The Well-Dressed Wet-Weather Commuter

Gearbox has always been the place to ogle all manner of motorcycle paraphernalia. Some bits represent the brightest ideas from the best makers in the business. Others--such as this ensemble for commuting in the 100 percent humidity commonly known as rain--have been mercilessly MC Tested to see if they're worth your money. Whether we're taking a close look at one piece of tack or comparing the relative merits of an entire genre, this is where you'll find the simple truth about all of motorcycling's little essentials and extravagances. Open the lid and check it out.

**Arai's RX-7 Corsair **
($759.95 for the Hayden Replica or $636.95 in white or basic black) is blue-chip head protection, wet or dry. It vents -reasonably well, but prepping the shield with a Racewipe ($19.95 for a box of 50; or some reasonable -facsimile will help keep it from fogging and -making a rain ride scarier than it needs to be.

**The Aerostich Parcel Bag **
($97) keeps a stupendous amount of Monday-through-Friday requisites organized and dry. At 18 inches long, 14 inches deep and 9 inches wide, the main compartment is truly cavernous. Two internal patch pockets keep smaller essentials accessible. Industrial-strength hook-and-loop material guarantees that once you close it, it stays closed, and the rubber-coated interior keeps everything dry. Tough enough to leave to your grandchildren.

**Alpinestars 360 Oversuit **
($549) is somewhere between fair-weather riding tack and a full rainsuit, just the ticket for wet-weather commuting. There's ample protection at all the likely impact points and a breathable Drystar membrane to keep water out. Zippers arranged to prevent rain from getting in make ingress and egress a bit complicated. It's still easier than pulling a rainsuit over leathers.

**Oxtar TCS Evo Ti boots **
($299.95) aren't purpose-built rain boots. They're actually designed for dry-weather sport riding or track days. Still, the Lorica uppers fend off minor deluges quite well. And a full complement of plastic armor provides far more protection than the average wet-weather touring boot.
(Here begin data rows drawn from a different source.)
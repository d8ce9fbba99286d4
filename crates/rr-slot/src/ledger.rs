//! External collaborators: wallet, morale and the event log sink
//!
//! The engine only talks to the rest of the game through [`Ledger`].

use serde::{Deserialize, Serialize};

/// Wallet, morale stat and human-readable log, as seen by the engine
pub trait Ledger {
    /// Spendable currency
    fn balance(&self) -> i64;

    /// Apply a signed currency delta
    fn apply_currency(&mut self, delta: i64);

    /// Apply a signed morale delta; implementors clamp to their range
    fn apply_morale(&mut self, delta: i32);

    /// Accept one human-readable event line
    fn record(&mut self, line: &str) {
        log::info!("{}", line);
    }
}

/// In-memory player ledger
#[derive(Debug, Clone, PartialEq, Eq, Serialize, Deserialize)]
pub struct PlayerLedger {
    pub money: i64,
    pub morale: i32,
    pub max_morale: i32,
    #[serde(default)]
    pub events: Vec<String>,
}

impl PlayerLedger {
    pub fn new(money: i64) -> Self {
        Self {
            money,
            morale: 50,
            max_morale: 100,
            events: Vec::new(),
        }
    }

    pub fn with_morale(mut self, morale: i32, max_morale: i32) -> Self {
        self.max_morale = max_morale.max(0);
        self.morale = morale.clamp(0, self.max_morale);
        self
    }

    /// Most recent lines first
    pub fn recent_events(&self, count: usize) -> impl Iterator<Item = &String> {
        self.events.iter().rev().take(count)
    }
}

impl Default for PlayerLedger {
    fn default() -> Self {
        Self::new(0)
    }
}

impl Ledger for PlayerLedger {
    fn balance(&self) -> i64 {
        self.money
    }

    fn apply_currency(&mut self, delta: i64) {
        self.money += delta;
    }

    fn apply_morale(&mut self, delta: i32) {
        self.morale = (self.morale + delta).clamp(0, self.max_morale);
    }

    fn record(&mut self, line: &str) {
        log::debug!("{}", line);
        self.events.push(line.to_string());
    }
}
//! Stage Taxonomy — Enums shared by stages and the engine
//!
//! Jackpot tiers, feature kinds and spin funding sources shared between the
//! engine and anything listening to its stages.

use std::fmt;

use serde::{Deserialize, Serialize};

/// Progressive jackpot tier
///
/// Each tier is tied to a five-of-a-kind on one symbol:
/// - Mini: Radiation
/// - Major: Gem
/// - Grand: Seven
#[derive(Debug, Clone, Copy, PartialEq, Eq, Hash, PartialOrd, Ord, Serialize, Deserialize)]
#[serde(rename_all = "snake_case")]
pub enum JackpotTier {
    Mini,
    Major,
    Grand,
}

impl JackpotTier {
    /// All tiers in award priority order
    pub const ALL: [JackpotTier; 3] = [JackpotTier::Mini, JackpotTier::Major, JackpotTier::Grand];

    /// Get display name
    pub fn display_name(&self) -> &'static str {
        match self {
            Self::Mini => "MINI",
            Self::Major => "MAJOR",
            Self::Grand => "GRAND",
        }
    }

    /// Numeric level (1 = Mini)
    pub fn level(&self) -> u8 {
        match self {
            Self::Mini => 1,
            Self::Major => 2,
            Self::Grand => 3,
        }
    }

    /// Index into per-tier arrays
    pub fn index(&self) -> usize {
        self.level() as usize - 1
    }
}

impl fmt::Display for JackpotTier {
    fn fmt(&self, f: &mut fmt::Formatter<'_>) -> fmt::Result {
        f.write_str(self.display_name())
    }
}

/// Feature type classification
#[derive(Debug, Clone, Copy, PartialEq, Eq, Hash, Serialize, Deserialize)]
#[serde(rename_all = "snake_case")]
pub enum FeatureType {
    /// Scatter-awarded free spins
    FreeSpins,
    /// Energy-core bonus mode
    Frenzy,
    /// Reward-choice boxes
    BonusBox,
}

impl FeatureType {
    pub fn display_name(&self) -> &'static str {
        match self {
            Self::FreeSpins => "Free Spins",
            Self::Frenzy => "Frenzy",
            Self::BonusBox => "Bonus Box",
        }
    }
}

/// What paid for a spin
#[derive(Debug, Clone, Copy, Default, PartialEq, Eq, Hash, Serialize, Deserialize)]
#[serde(rename_all = "snake_case")]
pub enum FundingSource {
    /// Charged to the wallet; feeds the jackpot pools
    #[default]
    Cash,
    /// Consumed from the free-spin backlog
    FreeSpin,
    /// Consumed from the frenzy allotment
    FrenzySpin,
}

impl FundingSource {
    pub fn is_cash(&self) -> bool {
        matches!(self, Self::Cash)
    }

    pub fn display_name(&self) -> &'static str {
        match self {
            Self::Cash => "cash",
            Self::FreeSpin => "free spin",
            Self::FrenzySpin => "frenzy spin",
        }
    }
}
**FirstGear Master Gloves **
($79.95) are intended as summer-weight rain protection, but they're warm enough for most of Southern California's winter as well. A Hipora membrane does a reasonable job of keeping your hands dry, while a waterproof Pittards leather palm provides pavement protection. A drawstring cuff and an adjustable wrist-strap help keep water from sneaking in the back way.